A New Delhi-based study involving researchers from the Energy Policy Institute at the University of Chicago (EPIC), Yale University, and New York University offers a model that can help identify local pollution hotspots and catalyze policy actions.
The study uses a high-precision spatiotemporal prediction model drawn from two years of data from a low-cost monitoring network of 28 custom-designed low-cost portable air quality sensors to derive fine-grained pollution maps. It proposes that a network of inexpensive, portable air quality monitors in densely populated cities can significantly enhance pollution forecasting and play an important role in developing precise policy recommendations and public health alerts.

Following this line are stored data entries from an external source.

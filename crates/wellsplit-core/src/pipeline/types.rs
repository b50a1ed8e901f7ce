use std::sync::atomic::{AtomicBool, Ordering};
use std::sync::Arc;

use super::task::{TaskReport, TaskState};

/// Batch processing stage, used for progress reporting.
#[derive(Clone, Copy, Debug, PartialEq, Eq)]
pub enum BatchStage {
    Planning,
    Triage,
    Converting,
}

impl std::fmt::Display for BatchStage {
    fn fmt(&self, f: &mut std::fmt::Formatter<'_>) -> std::fmt::Result {
        match self {
            Self::Planning => write!(f, "Planning tasks"),
            Self::Triage => write!(f, "Checking outputs"),
            Self::Converting => write!(f, "Converting frames"),
        }
    }
}

/// Thread-safe progress reporting for a batch run.
///
/// Implementors can use this to drive progress bars or logging. All methods
/// have default no-op implementations.
pub trait ProgressReporter: Send + Sync {
    /// A new stage has started. `total_items` is the number of work items in
    /// this stage, if known.
    fn begin_stage(&self, _stage: BatchStage, _total_items: Option<usize>) {}

    /// One work item within the current stage has completed.
    fn advance(&self, _items_done: usize) {}

    /// The current stage is finished.
    fn finish_stage(&self) {}
}

pub(super) struct NoOpReporter;
impl ProgressReporter for NoOpReporter {}

/// Cooperative stop flag shared between a signal handler and the scheduler.
///
/// Once set, no new task is admitted; tasks already running finish normally.
#[derive(Clone, Debug, Default)]
pub struct CancelToken(Arc<AtomicBool>);

impl CancelToken {
    pub fn new() -> Self {
        Self::default()
    }

    pub fn cancel(&self) {
        self.0.store(true, Ordering::SeqCst);
    }

    pub fn is_cancelled(&self) -> bool {
        self.0.load(Ordering::SeqCst)
    }
}

/// Outcome of a whole batch.
#[derive(Clone, Debug, Default)]
pub struct BatchSummary {
    pub reports: Vec<TaskReport>,
}

impl BatchSummary {
    pub fn total(&self) -> usize {
        self.reports.len()
    }

    pub fn count(&self, state: TaskState) -> usize {
        self.reports.iter().filter(|r| r.state == state).count()
    }

    /// Tasks handed to the transform engine, whatever their result.
    pub fn dispatched(&self) -> usize {
        self.count(TaskState::Complete) + self.count(TaskState::Failed)
    }

    pub fn failures(&self) -> impl Iterator<Item = &TaskReport> {
        self.reports.iter().filter(|r| r.state == TaskState::Failed)
    }

    pub fn was_cancelled(&self) -> bool {
        self.count(TaskState::Cancelled) > 0
    }

    pub fn is_success(&self) -> bool {
        self.count(TaskState::Failed) == 0 && !self.was_cancelled()
    }
}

The paper emphasizes how high costs often prevent city governments from widely deploying reference-grade air quality monitors, which are the standard for providing data to the public air-quality index. For instance, only 33 reference-grade monitors are available for Delhi, India, which has a population of 15 million citizens and a land area of 1500 sq km. Researchers at Inclusion Economics at Yale University, Warwick, EPIC, Swiss Data Center, Kai Air Monitoring Pvt Ltd, and New York University propose a new methodology to model and predict urban air quality at a fine-grained level using dense noisy, low-cost sensors.
Anant Sudarshan, Senior Fellow, EPIC, and Assistant Professor, University of Warwick, explains, “Our paper develops a model that can offer more precise forecasts and assessments of air quality. So we used machine-learning methods to combine high and low-quality sensors and generate accurate, fine-grained pollution maps.”